Os gráficos abaixo mostram a atuação dos perfis bolsonaristas nas hashtags analisadas e apresentadas na tabela. As métricas são a quantidade de retuítes que cada tuíte dentro da hashtag recebeu. Um mesmo perfil (como o @taoquei) pode ter publicado várias vezes usando a mesma hashtag e esse tuíte ter passado de mil compartilhamentos.

Vale destacar que a atuação de um único perfil profissional conseguiu mobilizar um ativismo de hashtags e agendar as pautas e aumentar a visibilidade da agenda bolsonarista por todo mês de setembro. Isso demonstra que a rede bolsonarista tem se apropriado das nuances da lógica conectiva para acelerar o ativismo digital dentro da plataforma, sem correr tantos riscos de ser bloqueado pelo algoritmo e aproveitando as affordances que o Twitter oferece.

Referências

BENNETT, W. L.; SEGERBERG, A. The logic of connective action. Information, Communication & Society, v. 15, n. 5, p. 739-768, 2012

Goswami, M. Mídias sociais e ativismo de hashtag: liberdade, dignidade e mudança no jornalismo. Publicação Kanishka: 2018.
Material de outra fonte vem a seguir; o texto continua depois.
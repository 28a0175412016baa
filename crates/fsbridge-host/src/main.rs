//! FsBridge headless host
//!
//! Plays the part of the UI layer: reads calls and platform events as JSON
//! lines on stdin, drives the UI loop, and writes one response line per call
//! on stdout. Logs go to stderr.

mod protocol;

use clap::{Parser, ValueEnum};
use fsbridge_core::capability::PermissionResult;
use fsbridge_core::config::ConsentMode;
use fsbridge_core::{
    Bridge, BridgeConfig, Capabilities, LocalDocumentProvider, LocalShellBroker, LoggingPicker,
    Request, SlotPolicy, StaticBroadAccess, UiLoop,
};
use protocol::{HostEvent, InputLine};
use serde_json::Value;
use std::io::Write;
use std::path::PathBuf;
use std::sync::Arc;
use std::time::Duration;
use tokio::io::{AsyncBufReadExt, BufReader};
use tokio::sync::mpsc;
use tracing::{debug, info, warn};
use tracing_subscriber::{layer::SubscriberExt, util::SubscriberInitExt, EnvFilter};

#[derive(Parser, Debug)]
#[command(name = "fsbridge")]
#[command(about = "Line-oriented host for the FsBridge access dispatcher.", long_about = None)]
#[command(version)]
struct Cli {
    /// Config file (defaults to <config_dir>/fsbridge/config.json)
    #[arg(long, value_name = "PATH")]
    config: Option<PathBuf>,

    /// Platform API level to emulate
    #[arg(long, value_name = "LEVEL")]
    sdk_level: Option<u32>,

    /// How the local broker answers permission requests
    #[arg(long, value_enum)]
    consent: Option<Consent>,

    /// Policy for a second flow while one is pending
    #[arg(long, value_enum)]
    policy: Option<Policy>,

    /// Start with broad file access granted
    #[arg(long)]
    all_files: bool,
}

#[derive(Debug, Clone, Copy, PartialEq, Eq, ValueEnum)]
enum Consent {
    Grant,
    Deny,
    Prompt,
}

impl From<Consent> for ConsentMode {
    fn from(consent: Consent) -> Self {
        match consent {
            Consent::Grant => ConsentMode::Grant,
            Consent::Deny => ConsentMode::Deny,
            Consent::Prompt => ConsentMode::Prompt,
        }
    }
}

#[derive(Debug, Clone, Copy, PartialEq, Eq, ValueEnum)]
enum Policy {
    RejectBusy,
    ReplaceLatest,
}

impl From<Policy> for SlotPolicy {
    fn from(policy: Policy) -> Self {
        match policy {
            Policy::RejectBusy => SlotPolicy::RejectBusy,
            Policy::ReplaceLatest => SlotPolicy::ReplaceLatest,
        }
    }
}

impl Cli {
    fn load_config(&self) -> anyhow::Result<BridgeConfig> {
        let mut config = match &self.config {
            Some(path) => BridgeConfig::load(path)?,
            None => BridgeConfig::load_or_default()?,
        };

        if let Some(level) = self.sdk_level {
            config.platform.sdk_level = level;
        }
        if let Some(consent) = self.consent {
            config.broker.consent = consent.into();
        }
        if let Some(policy) = self.policy {
            config.flows.policy = policy.into();
        }
        config.validate()?;
        Ok(config)
    }
}

#[tokio::main]
async fn main() -> anyhow::Result<()> {
    // Logs on stderr; stdout carries responses only
    tracing_subscriber::registry()
        .with(EnvFilter::try_from_default_env().unwrap_or_else(|_| EnvFilter::new("info")))
        .with(tracing_subscriber::fmt::layer().with_writer(std::io::stderr))
        .init();

    let cli = Cli::parse();
    let config = cli.load_config()?;

    let documents = config.documents.volumes.iter().fold(
        LocalDocumentProvider::new(config.documents.authority.clone()),
        |provider, (id, root)| provider.with_volume(id.clone(), root.clone()),
    );
    for volume in config.documents.volumes.keys() {
        info!("Volume {} available as {}", volume, documents.volume_tree(volume));
    }

    let broker = Arc::new(LocalShellBroker::from_config(&config.broker));
    let mut permission_rx = broker.subscribe();

    let capabilities = Capabilities {
        documents: Arc::new(documents),
        picker: Arc::new(LoggingPicker::new()),
        gate: Arc::new(StaticBroadAccess::new(cli.all_files)),
        broker: broker.clone(),
    };

    let mut ui = UiLoop::new();
    let bridge = Bridge::new(&config, capabilities, ui.handle())?;

    let mut lines = BufReader::new(tokio::io::stdin()).lines();

    loop {
        tokio::select! {
            line = lines.next_line() => match line? {
                Some(line) => handle_line(&bridge, &line),
                None => break,
            },
            Some(result) = permission_rx.recv() => forward_permission(&bridge, result),
            _ = ui.turn() => {}
        }
    }

    info!("Input closed, waiting for {} running operations", bridge.in_flight());
    drain(&bridge, &mut ui, &mut permission_rx).await;

    bridge.shutdown();
    broker.unsubscribe();
    ui.run_pending();

    Ok(())
}

/// Keep the UI loop turning until no worker job is left
async fn drain(
    bridge: &Bridge,
    ui: &mut UiLoop,
    permission_rx: &mut mpsc::UnboundedReceiver<PermissionResult>,
) {
    while bridge.in_flight() > 0 {
        tokio::select! {
            Some(result) = permission_rx.recv() => forward_permission(bridge, result),
            _ = ui.turn() => {}
            _ = tokio::time::sleep(Duration::from_millis(20)) => {}
        }
    }
    // Resolutions posted by the last jobs
    ui.run_pending();
}

fn forward_permission(bridge: &Bridge, result: PermissionResult) {
    if !bridge.complete_privileged_permission(result.request_code, result.granted) {
        debug!("Broker answer {:?} had no taker", result);
    }
}

fn handle_line(bridge: &Bridge, line: &str) {
    let line = line.trim();
    if line.is_empty() {
        return;
    }

    match protocol::parse_line(line) {
        Ok(InputLine::Call { id, method, args }) => {
            bridge.dispatch(Request { method, args }, move |outcome| {
                emit(&protocol::render_response(id, &outcome));
            });
        }
        Ok(InputLine::Event(event)) => handle_event(bridge, event),
        Err(e) => {
            warn!("Unparseable input line: {}", e);
            emit(&protocol::render_parse_error(&e));
        }
    }
}

fn handle_event(bridge: &Bridge, event: HostEvent) {
    let delivered = match event {
        HostEvent::BrokerPermission {
            request_code,
            granted,
        } => bridge.complete_privileged_permission(request_code, granted),
        picker => match picker.picker_outcome() {
            Some(outcome) => bridge.complete_directory_grant(outcome),
            None => false,
        },
    };

    if !delivered {
        debug!("Event had no pending flow to complete");
    }
}

fn emit(value: &Value) {
    let mut stdout = std::io::stdout().lock();
    let written = writeln!(stdout, "{}", value).and_then(|_| stdout.flush());
    if let Err(e) = written {
        warn!("Failed to write response: {}", e);
    }
}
KOVIC, Marko. RAUCHFLEISCH, Adrian; SELE, Marc. Digital astroturfing in politics: Definition, typology, and countermeasures. Studies in Communication Sciences 18.1 (2018), pp. 69–85.

OLSON, Mancur. A lógica da ação coletiva. São Paulo: Edusp, 1965.

SILVA, Daniel Reis. Astroturfing: lógicas e dinâmicas de manifestações de públicos simulados. Belo Horizonte: FAFICH/Selo PPGCOM/UFMG, 2015.